- **ASSIGNMENT**: Give back the entries below verbatim.

- **SUPPLIED RECORDS**:
---------------

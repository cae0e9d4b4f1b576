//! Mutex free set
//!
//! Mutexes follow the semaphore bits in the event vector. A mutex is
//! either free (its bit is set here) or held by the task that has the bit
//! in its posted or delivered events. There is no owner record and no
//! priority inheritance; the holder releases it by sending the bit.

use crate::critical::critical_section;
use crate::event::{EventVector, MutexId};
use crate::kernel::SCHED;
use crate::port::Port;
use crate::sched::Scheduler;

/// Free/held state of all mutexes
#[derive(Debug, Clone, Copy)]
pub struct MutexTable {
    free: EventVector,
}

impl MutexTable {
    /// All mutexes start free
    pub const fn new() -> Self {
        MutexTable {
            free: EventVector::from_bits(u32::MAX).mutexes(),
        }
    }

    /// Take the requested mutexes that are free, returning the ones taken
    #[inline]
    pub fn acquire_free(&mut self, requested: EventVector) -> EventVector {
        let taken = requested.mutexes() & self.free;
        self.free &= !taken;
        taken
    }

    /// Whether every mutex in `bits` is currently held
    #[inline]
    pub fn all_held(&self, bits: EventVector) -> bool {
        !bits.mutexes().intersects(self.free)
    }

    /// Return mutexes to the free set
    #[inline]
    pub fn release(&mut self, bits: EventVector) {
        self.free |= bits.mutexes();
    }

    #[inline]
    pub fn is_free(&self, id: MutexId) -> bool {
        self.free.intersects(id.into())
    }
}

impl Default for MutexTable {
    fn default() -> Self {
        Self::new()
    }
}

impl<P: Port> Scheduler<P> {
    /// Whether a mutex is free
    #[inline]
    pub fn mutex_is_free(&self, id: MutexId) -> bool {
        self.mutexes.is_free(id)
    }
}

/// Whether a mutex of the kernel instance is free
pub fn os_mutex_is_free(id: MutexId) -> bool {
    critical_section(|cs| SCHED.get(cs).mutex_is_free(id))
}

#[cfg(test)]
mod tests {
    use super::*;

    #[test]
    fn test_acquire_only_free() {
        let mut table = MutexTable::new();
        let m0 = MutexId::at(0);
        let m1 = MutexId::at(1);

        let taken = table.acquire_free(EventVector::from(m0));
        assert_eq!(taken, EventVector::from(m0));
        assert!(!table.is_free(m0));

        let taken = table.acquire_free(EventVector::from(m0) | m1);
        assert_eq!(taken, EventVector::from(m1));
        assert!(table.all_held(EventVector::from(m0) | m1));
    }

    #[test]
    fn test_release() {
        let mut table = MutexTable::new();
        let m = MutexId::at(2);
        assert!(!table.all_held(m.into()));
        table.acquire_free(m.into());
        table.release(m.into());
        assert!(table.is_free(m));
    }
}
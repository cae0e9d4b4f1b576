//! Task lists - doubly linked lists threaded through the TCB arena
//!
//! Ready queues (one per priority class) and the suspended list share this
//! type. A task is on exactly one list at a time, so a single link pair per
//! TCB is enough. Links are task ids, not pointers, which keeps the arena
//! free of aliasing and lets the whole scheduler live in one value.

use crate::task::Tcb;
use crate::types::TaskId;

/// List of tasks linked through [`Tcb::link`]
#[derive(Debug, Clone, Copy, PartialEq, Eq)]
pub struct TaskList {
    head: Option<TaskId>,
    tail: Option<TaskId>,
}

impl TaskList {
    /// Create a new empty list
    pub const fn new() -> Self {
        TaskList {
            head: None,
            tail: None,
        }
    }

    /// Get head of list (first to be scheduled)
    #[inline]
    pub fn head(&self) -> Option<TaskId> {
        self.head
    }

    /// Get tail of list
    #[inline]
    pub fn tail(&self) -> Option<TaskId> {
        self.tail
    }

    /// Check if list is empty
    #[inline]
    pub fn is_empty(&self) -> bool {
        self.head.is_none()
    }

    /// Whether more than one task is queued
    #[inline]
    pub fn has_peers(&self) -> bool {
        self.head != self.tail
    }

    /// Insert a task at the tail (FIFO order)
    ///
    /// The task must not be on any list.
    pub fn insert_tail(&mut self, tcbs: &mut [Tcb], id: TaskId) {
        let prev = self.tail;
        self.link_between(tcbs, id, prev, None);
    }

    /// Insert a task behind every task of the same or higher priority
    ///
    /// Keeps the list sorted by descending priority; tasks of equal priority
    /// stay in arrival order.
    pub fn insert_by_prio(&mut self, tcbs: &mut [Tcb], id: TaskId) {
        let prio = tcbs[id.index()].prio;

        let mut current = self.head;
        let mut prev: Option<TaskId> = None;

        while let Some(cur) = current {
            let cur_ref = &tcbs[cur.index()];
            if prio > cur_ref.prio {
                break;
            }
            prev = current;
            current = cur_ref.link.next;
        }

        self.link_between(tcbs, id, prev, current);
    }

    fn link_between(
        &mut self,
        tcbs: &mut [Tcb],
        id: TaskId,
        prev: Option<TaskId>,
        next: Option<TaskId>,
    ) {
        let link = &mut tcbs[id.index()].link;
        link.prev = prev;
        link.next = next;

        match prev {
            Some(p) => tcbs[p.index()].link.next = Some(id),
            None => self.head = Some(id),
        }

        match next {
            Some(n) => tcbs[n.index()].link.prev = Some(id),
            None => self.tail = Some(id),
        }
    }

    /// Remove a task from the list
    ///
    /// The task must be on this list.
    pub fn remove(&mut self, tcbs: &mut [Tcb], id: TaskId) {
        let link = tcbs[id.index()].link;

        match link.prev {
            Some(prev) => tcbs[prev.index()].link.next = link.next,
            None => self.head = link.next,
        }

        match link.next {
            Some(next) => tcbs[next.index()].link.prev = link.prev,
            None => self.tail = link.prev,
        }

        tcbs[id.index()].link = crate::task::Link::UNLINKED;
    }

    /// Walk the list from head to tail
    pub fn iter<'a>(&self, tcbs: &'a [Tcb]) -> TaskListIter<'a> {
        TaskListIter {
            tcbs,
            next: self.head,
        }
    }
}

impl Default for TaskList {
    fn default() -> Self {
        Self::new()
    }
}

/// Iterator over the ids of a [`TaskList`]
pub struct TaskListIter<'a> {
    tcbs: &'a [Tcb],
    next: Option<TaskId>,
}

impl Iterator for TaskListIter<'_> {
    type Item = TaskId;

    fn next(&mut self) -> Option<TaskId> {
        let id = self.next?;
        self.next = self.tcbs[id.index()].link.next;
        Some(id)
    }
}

---------------

- **FINISHED EXERCISE**:
repository cae0e9d4b4f1b576
//! Mutex free set
//!
//! Mutexes follow the semaphore bits in the event vector. A mutex is
//! either free (its bit is set here) or held by the task that has the bit
//! in its posted or delivered events. There is no owner record and no
//! priority inheritance; the holder releases it by sending the bit.

use crate::critical::critical_section;
use crate::event::{EventVector, MutexId};
use crate::kernel::SCHED;
use crate::port::Port;
use crate::sched::Scheduler;

/// Free/held state of all mutexes
#[derive(Debug, Clone, Copy)]
pub struct MutexTable {
    free: EventVector,
}

impl MutexTable {
    /// All mutexes start free
    pub const fn new() -> Self {
        MutexTable {
            free: EventVector::from_bits(u32::MAX).mutexes(),
        }
    }

    /// Take the requested mutexes that are free, returning the ones taken
    #[inline]
    pub fn acquire_free(&mut self, requested: EventVector) -> EventVector {
        let taken = requested.mutexes() & self.free;
        self.free &= !taken;
        taken
    }

    /// Whether every mutex in `bits` is currently held
    #[inline]
    pub fn all_held(&self, bits: EventVector) -> bool {
        !bits.mutexes().intersects(self.free)
    }

    /// Return mutexes to the free set
    #[inline]
    pub fn release(&mut self, bits: EventVector) {
        self.free |= bits.mutexes();
    }

    #[inline]
    pub fn is_free(&self, id: MutexId) -> bool {
        self.free.intersects(id.into())
    }
}

impl Default for MutexTable {
    fn default() -> Self {
        Self::new()
    }
}

impl<P: Port> Scheduler<P> {
    /// Whether a mutex is free
    #[inline]
    pub fn mutex_is_free(&self, id: MutexId) -> bool {
        self.mutexes.is_free(id)
    }
}

/// Whether a mutex of the kernel instance is free
pub fn os_mutex_is_free(id: MutexId) -> bool {
    critical_section(|cs| SCHED.get(cs).mutex_is_free(id))
}

#[cfg(test)]
mod tests {
    use super::*;

    #[test]
    fn test_acquire_only_free() {
        let mut table = MutexTable::new();
        let m0 = MutexId::at(0);
        let m1 = MutexId::at(1);

        let taken = table.acquire_free(EventVector::from(m0));
        assert_eq!(taken, EventVector::from(m0));
        assert!(!table.is_free(m0));

        let taken = table.acquire_free(EventVector::from(m0) | m1);
        assert_eq!(taken, EventVector::from(m1));
        assert!(table.all_held(EventVector::from(m0) | m1));
    }

    #[test]
    fn test_release() {
        let mut table = MutexTable::new();
        let m = MutexId::at(2);
        assert!(!table.all_held(m.into()));
        table.acquire_free(m.into());
        table.release(m.into());
        assert!(table.is_free(m));
    }
}
repository cae0e9d4b4f1b576
//! Task lists - doubly linked lists threaded through the TCB arena
//!
//! Ready queues (one per priority class) and the suspended list share this
//! type. A task is on exactly one list at a time, so a single link pair per
//! TCB is enough. Links are task ids, not pointers, which keeps the arena
//! free of aliasing and lets the whole scheduler live in one value.

use crate::task::Tcb;
use crate::types::TaskId;

/// List of tasks linked through [`Tcb::link`]
#[derive(Debug, Clone, Copy, PartialEq, Eq)]
pub struct TaskList {
    head: Option<TaskId>,
    tail: Option<TaskId>,
}

impl TaskList {
    /// Create a new empty list
    pub const fn new() -> Self {
        TaskList {
            head: None,
            tail: None,
        }
    }

    /// Get head of list (first to be scheduled)
    #[inline]
    pub fn head(&self) -> Option<TaskId> {
        self.head
    }

    /// Get tail of list
    #[inline]
    pub fn tail(&self) -> Option<TaskId> {
        self.tail
    }

    /// Check if list is empty
    #[inline]
    pub fn is_empty(&self) -> bool {
        self.head.is_none()
    }

    /// Whether more than one task is queued
    #[inline]
    pub fn has_peers(&self) -> bool {
        self.head != self.tail
    }

    /// Insert a task at the tail (FIFO order)
    ///
    /// The task must not be on any list.
    pub fn insert_tail(&mut self, tcbs: &mut [Tcb], id: TaskId) {
        let prev = self.tail;
        self.link_between(tcbs, id, prev, None);
    }

    /// Insert a task behind every task of the same or higher priority
    ///
    /// Keeps the list sorted by descending priority; tasks of equal priority
    /// stay in arrival order.
    pub fn insert_by_prio(&mut self, tcbs: &mut [Tcb], id: TaskId) {
        let prio = tcbs[id.index()].prio;

        let mut current = self.head;
        let mut prev: Option<TaskId> = None;

        while let Some(cur) = current {
            let cur_ref = &tcbs[cur.index()];
            if prio > cur_ref.prio {
                break;
            }
            prev = current;
            current = cur_ref.link.next;
        }

        self.link_between(tcbs, id, prev, current);
    }

    fn link_between(
        &mut self,
        tcbs: &mut [Tcb],
        id: TaskId,
        prev: Option<TaskId>,
        next: Option<TaskId>,
    ) {
        let link = &mut tcbs[id.index()].link;
        link.prev = prev;
        link.next = next;

        match prev {
            Some(p) => tcbs[p.index()].link.next = Some(id),
            None => self.head = Some(id),
        }

        match next {
            Some(n) => tcbs[n.index()].link.prev = Some(id),
            None => self.tail = Some(id),
        }
    }

    /// Remove a task from the list
    ///
    /// The task must be on this list.
    pub fn remove(&mut self, tcbs: &mut [Tcb], id: TaskId) {
        let link = tcbs[id.index()].link;

        match link.prev {
            Some(prev) => tcbs[prev.index()].link.next = link.next,
            None => self.head = link.next,
        }

        match link.next {
            Some(next) => tcbs[next.index()].link.prev = link.prev,
            None => self.tail = link.prev,
        }

        tcbs[id.index()].link = crate::task::Link::UNLINKED;
    }

    /// Walk the list from head to tail
    pub fn iter<'a>(&self, tcbs: &'a [Tcb]) -> TaskListIter<'a> {
        TaskListIter {
            tcbs,
            next: self.head,
        }
    }
}

impl Default for TaskList {
    fn default() -> Self {
        Self::new()
    }
}

/// Iterator over the ids of a [`TaskList`]
pub struct TaskListIter<'a> {
    tcbs: &'a [Tcb],
    next: Option<TaskId>,
}

impl Iterator for TaskListIter<'_> {
    type Item = TaskId;

    fn next(&mut self) -> Option<TaskId> {
        let id = self.next?;
        self.next = self.tcbs[id.index()].link.next;
        Some(id)
    }
}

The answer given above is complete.